Después de ellos siguen los protegidos de cada uno de los capitanes, es decir sus soldados y subordinados… los cuales tienen a sus propios subordinados.
Esa es la pirámide dentro de la familia… pero fuera de eso….
Están los directores de la junta, al cual pertenece el viejo Bondone aquí presente. Los directores son más como “partidarios” de la familia que los hombres que están totalmente ligados a la familia como lo son los soldados y los capitanes.
Estos hombres son parte de las familias que apoyan a la nuestra durante generación tras generación… son soldados veteranos que han llegado a una edad muy vieja para poder hacer funcionar su fuerza de lucha y también hombres que no lograron convertirse en capitanes (lo cuales son la gran mayoría).
Debido a que casi todos ellos son de pura sangre italiana, y además de que ellos son ricos, grandes accionistas de empresas apoyados por la familia, tienen voz y voto en nuestra familia… como se puede notar.
Bondone: -Fun….
Los ojos del viejo hombre brillan con una luz fría, intimidante como él mira sobre mí…. Para luego girar a ver a Giulio.
Bondone: -Giulio.
Le dijo en voz baja, pero con un deje de látigo. Y ante esa voz….
Giulio: -Si…
Giulio le responde como si fuera un robot construido para obedecerlo. Giulio está actuando raro….
Siento como si él se estuviera haciendo pequeño.
Bondone: -A partir de mañana, comenzarás a seguir mis órdenes. ¿De acuerdo? No hay tiempo para estar jugando a las peleas con los pandilleros por la ciudad.
¡¿Eh?! ¿Pero qué carajos está diciendo este viejo? Por un momento, Bernardo y yo nos quedamos sin habla.

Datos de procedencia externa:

//! Project services: the creation cascade, read paths and deletion.
//!
//! Every service takes the acting user's id explicitly; resolving it from a
//! credential is the HTTP layer's job.
//!
//! Creating a project touches four kinds of record in a fixed order:
//!
//! 1. the project itself,
//! 2. the owner's project list,
//! 3. a chapter card and a plot card, linked onto the project in that order,
//! 4. a default character, linked onto the project.
//!
//! If any step fails, the steps already applied are undone in reverse order
//! before the error is returned, so a failed request leaves no orphans.

use validator::Validate;

use crate::error::CoreError;
use crate::messages::{INVALID_REQUEST, NO_AUTHORITY_TO_ACCESS};
use crate::model::{
    CreateProjectRequest, DeleteProjectRequest, NewProject, Project, ProjectDetail, ProjectList,
};
use crate::seed;
use crate::store::EntityStore;
use crate::types::DbId;

fn invalid_request() -> CoreError {
    CoreError::Validation(INVALID_REQUEST.to_string())
}

fn no_authority() -> CoreError {
    CoreError::Forbidden(NO_AUTHORITY_TO_ACCESS.to_string())
}

/// Check a create request against the acting user and turn it into a
/// validated [`NewProject`].
///
/// Authority is checked before shape. A request whose `creator_id` is not
/// the acting user, including one with no `creator_id` at all, is refused as
/// forbidden even when it is also incomplete.
pub fn validate_create_request(
    current_user: DbId,
    request: CreateProjectRequest,
) -> Result<NewProject, CoreError> {
    if request.creator_id != Some(current_user) {
        return Err(no_authority());
    }

    let (Some(title), Some(description)) = (request.title, request.description) else {
        return Err(invalid_request());
    };

    let new_project = NewProject {
        title,
        description,
        world: request.world.unwrap_or_else(seed::default_world),
    };
    new_project.validate().map_err(|errors| {
        tracing::debug!(%errors, "Rejected project input");
        invalid_request()
    })?;

    Ok(new_project)
}

/// A cascade step that has been applied and how to take it back.
#[derive(Debug, Clone, Copy)]
enum Compensation {
    DeleteProject(DbId),
    UnlinkFromUser { user_id: DbId, project_id: DbId },
    DeletePlot(DbId),
    DeleteCharacter(DbId),
}

/// Create a project for `current_user` with its seed plots and character.
///
/// Returns the new project's id.
pub async fn create_project(
    store: &dyn EntityStore,
    current_user: DbId,
    request: CreateProjectRequest,
) -> Result<DbId, CoreError> {
    let new_project = validate_create_request(current_user, request)?;

    let mut applied = Vec::new();
    match run_cascade(store, current_user, &new_project, &mut applied).await {
        Ok(project_id) => {
            tracing::info!(project_id, user_id = current_user, "Project created");
            Ok(project_id)
        }
        Err(err) => {
            tracing::warn!(
                error = %err,
                user_id = current_user,
                steps = applied.len(),
                "Project creation failed, rolling back"
            );
            compensate(store, applied).await;
            Err(err)
        }
    }
}

async fn run_cascade(
    store: &dyn EntityStore,
    user_id: DbId,
    new_project: &NewProject,
    applied: &mut Vec<Compensation>,
) -> Result<DbId, CoreError> {
    let project = store.create_project(new_project).await?;
    let project_id = project.id;
    applied.push(Compensation::DeleteProject(project_id));
    tracing::debug!(project_id, "Project record created");

    if !store.push_user_project(user_id, project_id).await? {
        return Err(CoreError::NotFound {
            entity: "User",
            id: user_id,
        });
    }
    applied.push(Compensation::UnlinkFromUser {
        user_id,
        project_id,
    });

    let chapter = store.create_plot(&seed::chapter_card()).await?;
    applied.push(Compensation::DeletePlot(chapter.id));
    let plot = store.create_plot(&seed::plot_card()).await?;
    applied.push(Compensation::DeletePlot(plot.id));
    tracing::debug!(project_id, chapter_id = chapter.id, plot_id = plot.id, "Seed plots created");

    // Chapter first: list order is narrative order.
    link(store, project_id, ProjectList::Plots, chapter.id).await?;
    link(store, project_id, ProjectList::Plots, plot.id).await?;

    let character = store.create_character(&seed::default_character()).await?;
    applied.push(Compensation::DeleteCharacter(character.id));
    link(store, project_id, ProjectList::Characters, character.id).await?;
    tracing::debug!(project_id, character_id = character.id, "Seed character linked");

    Ok(project_id)
}

async fn link(
    store: &dyn EntityStore,
    project_id: DbId,
    list: ProjectList,
    id: DbId,
) -> Result<(), CoreError> {
    if store.push_project_ref(project_id, list, id).await? {
        Ok(())
    } else {
        Err(CoreError::NotFound {
            entity: "Project",
            id: project_id,
        })
    }
}

/// Undo applied steps, newest first. Failures are logged and skipped so one
/// stuck record does not keep the rest from being cleaned up.
async fn compensate(store: &dyn EntityStore, applied: Vec<Compensation>) {
    for step in applied.into_iter().rev() {
        let outcome = match step {
            Compensation::DeleteCharacter(id) => store.delete_character(id).await.map(drop),
            Compensation::DeletePlot(id) => store.delete_plot(id).await.map(drop),
            Compensation::UnlinkFromUser {
                user_id,
                project_id,
            } => store.pull_user_project(user_id, project_id).await.map(drop),
            Compensation::DeleteProject(id) => store.delete_project(id).await.map(drop),
        };
        if let Err(err) = outcome {
            tracing::error!(error = %err, ?step, "Rollback step failed, record left behind");
        }
    }
}

/// Fetch a project with its plots and characters expanded, in list order.
///
/// Referenced records that no longer exist are left out.
pub async fn get_project(store: &dyn EntityStore, id: DbId) -> Result<ProjectDetail, CoreError> {
    let project = store
        .find_project(id)
        .await?
        .ok_or(CoreError::NotFound {
            entity: "Project",
            id,
        })?;

    let plots = store.find_plots(&project.plots).await?;
    let characters = store.find_characters(&project.characters).await?;

    Ok(ProjectDetail {
        id: project.id,
        title: project.title,
        description: project.description,
        world: project.world,
        plots,
        characters,
        created_at: project.created_at,
    })
}

/// List the acting user's projects in the order they were created.
pub async fn list_projects(
    store: &dyn EntityStore,
    current_user: DbId,
) -> Result<Vec<Project>, CoreError> {
    let user = store
        .find_user(current_user)
        .await?
        .ok_or(CoreError::NotFound {
            entity: "User",
            id: current_user,
        })?;

    Ok(store.find_projects(&user.projects).await?)
}

/// Delete one of the acting user's projects and unlink it from their list.
///
/// Plots and characters the project referenced are not deleted.
pub async fn delete_project(
    store: &dyn EntityStore,
    current_user: DbId,
    request: DeleteProjectRequest,
) -> Result<(), CoreError> {
    let project_id = request.project_id.ok_or_else(invalid_request)?;

    let not_found = CoreError::NotFound {
        entity: "Project",
        id: project_id,
    };

    if store.find_project(project_id).await?.is_none() {
        return Err(not_found);
    }

    let owns = store
        .find_user(current_user)
        .await?
        .is_some_and(|user| user.owns(project_id));
    if !owns {
        tracing::warn!(project_id, user_id = current_user, "Refused to delete unowned project");
        return Err(no_authority());
    }

    if store.delete_project(project_id).await?.is_none() {
        return Err(not_found);
    }
    store.pull_user_project(current_user, project_id).await?;

    tracing::info!(project_id, user_id = current_user, "Project deleted");
    Ok(())
}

Bondone: -Más importante que ser un capitán, eres un hombre de la familia Bondone. El hombre que será el sucesor de la familia. Es por eso, que no puedo permitir que tires tu vida en este juego de guerra.

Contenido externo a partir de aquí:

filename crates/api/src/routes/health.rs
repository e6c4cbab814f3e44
use axum::{routing::get, Json, Router};
use serde::Serialize;

use crate::state::AppState;

#[derive(Serialize)]
struct HealthResponse {
    status: &'static str,
    version: &'static str,
}

async fn health_check() -> Json<HealthResponse> {
    Json(HealthResponse {
        status: "ok",
        version: env!("CARGO_PKG_VERSION"),
    })
}

pub fn router() -> Router<AppState> {
    Router::new().route("/health", get(health_check))
}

Bondone: -Además, no puedo permitir seguir haciendo caso omiso a mis opiniones y a las opiniones de la junta por más tiempo. A partir de mañana, voy a darle órdenes directas a Giulio.
Bernardo: -¿Tiene intención de hacer que haya dos comandantes para dirigir esto?

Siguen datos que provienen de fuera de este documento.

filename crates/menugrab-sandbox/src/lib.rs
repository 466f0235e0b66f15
//! Remote browser sandbox provisioning.
//!
//! The extraction run never launches a browser itself; it borrows one from a
//! sandbox service. This crate covers the three operations the core needs:
//! allocate an instance, ask it for its CDP endpoint, and release it.
//! Release is idempotent and must be invoked on every exit path.

use std::sync::atomic::{AtomicBool, Ordering};

use serde::Deserialize;
use thiserror::Error;
use tracing::{debug, info, warn};

/// Sandbox API errors.
#[derive(Debug, Error)]
pub enum SandboxError {
    /// Transport-level HTTP failure.
    #[error("HTTP error: {0}")]
    Http(#[from] reqwest::Error),

    /// API rejected the request (bad credential, quota, unknown instance).
    #[error("Sandbox API error: {status}: {message}")]
    Api { status: u16, message: String },

    /// Response body did not match the expected shape.
    #[error("Invalid sandbox response: {0}")]
    InvalidResponse(String),
}

#[derive(Debug, Deserialize)]
struct StartResponse {
    id: String,
}

#[derive(Debug, Deserialize)]
struct CdpUrlResponse {
    cdp_url: String,
}

/// Client for the browser-sandbox HTTP API.
pub struct SandboxClient {
    http: reqwest::Client,
    base_url: String,
    api_key: String,
}

impl SandboxClient {
    pub fn new(base_url: impl Into<String>, api_key: impl Into<String>) -> Self {
        Self {
            http: reqwest::Client::new(),
            base_url: base_url.into().trim_end_matches('/').to_string(),
            api_key: api_key.into(),
        }
    }

    /// Allocate a remote browser instance.
    pub async fn provision(&self) -> Result<SandboxInstance, SandboxError> {
        let url = format!("{}/v1/start", self.base_url);
        debug!("Provisioning browser sandbox via {}", url);

        let resp = self
            .http
            .post(&url)
            .header("x-api-key", &self.api_key)
            .json(&serde_json::json!({"instance_type": "browser"}))
            .send()
            .await?;

        let started: StartResponse = Self::parse(resp).await?;
        info!("Provisioned sandbox instance {}", started.id);

        Ok(SandboxInstance {
            http: self.http.clone(),
            base_url: self.base_url.clone(),
            api_key: self.api_key.clone(),
            id: started.id,
            released: AtomicBool::new(false),
        })
    }

    async fn parse<T: serde::de::DeserializeOwned>(
        resp: reqwest::Response,
    ) -> Result<T, SandboxError> {
        let status = resp.status();
        if !status.is_success() {
            let message = resp.text().await.unwrap_or_default();
            return Err(SandboxError::Api {
                status: status.as_u16(),
                message,
            });
        }
        resp.json::<T>()
            .await
            .map_err(|e| SandboxError::InvalidResponse(e.to_string()))
    }
}

/// A provisioned browser instance.
///
/// The instance is owned exclusively by one extraction run for its entire
/// duration. Dropping it without [`release`](SandboxInstance::release) leaks
/// the remote browser until the sandbox's own idle timeout fires.
#[derive(Debug)]
pub struct SandboxInstance {
    http: reqwest::Client,
    base_url: String,
    api_key: String,
    id: String,
    released: AtomicBool,
}

impl SandboxInstance {
    pub fn id(&self) -> &str {
        &self.id
    }

    /// CDP debugging endpoint of the remote browser.
    pub async fn cdp_url(&self) -> Result<String, SandboxError> {
        let url = format!("{}/v1/instance/{}/cdp_url", self.base_url, self.id);
        let resp = self
            .http
            .get(&url)
            .header("x-api-key", &self.api_key)
            .send()
            .await?;

        let body: CdpUrlResponse = SandboxClient::parse(resp).await?;
        Ok(body.cdp_url)
    }

    /// Stop the remote browser. Safe to call more than once; only the first
    /// call reaches the API.
    pub async fn release(&self) -> Result<(), SandboxError> {
        if self.released.swap(true, Ordering::SeqCst) {
            return Ok(());
        }

        let url = format!("{}/v1/instance/{}/stop", self.base_url, self.id);
        let resp = self
            .http
            .post(&url)
            .header("x-api-key", &self.api_key)
            .send()
            .await?;

        let status = resp.status();
        if !status.is_success() {
            let message = resp.text().await.unwrap_or_default();
            return Err(SandboxError::Api {
                status: status.as_u16(),
                message,
            });
        }

        info!("Released sandbox instance {}", self.id);
        Ok(())
    }
}

impl Drop for SandboxInstance {
    fn drop(&mut self) {
        if !self.released.load(Ordering::SeqCst) {
            warn!("Sandbox instance {} dropped without release", self.id);
        }
    }
}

Bondone: -Usted, puede usar a los capitanes como quiera. Pero yo, me encargaré de decidir los oponentes a los cuales este chico, Giulio enfrente.
Bernardo: -Mu……
Bernardo y el consejero Cavalli parece como si se hubieran tragado una piedra. Se miran entre ellos y asienten.
Bernardo: -Entendido. Como quiera… sin embargo, me gustaría que usted me dijera sus objetivos en lugar de ordenarle directamente a Giulio.
Bondone: -Funm… está bien. Voy a informarle que mañana por la mañana a Giulio acerca de las órdenes para que le informe… pero, recuérdenlo bien.
Bondone: -Si los daños de su juego de guerra comienzan a aparecer en la familia… no lo dejaré pasar. No importa si es el favorito del jefe del Salto.
Después de escupir esas palabras, el viejo con el apoyo del guardaespaldas se gira y se aleja de nosotros sin dirigirnos ninguna mirada, ni siquiera a Giulio.
El gigante cuerpo, desaparece en el elevador.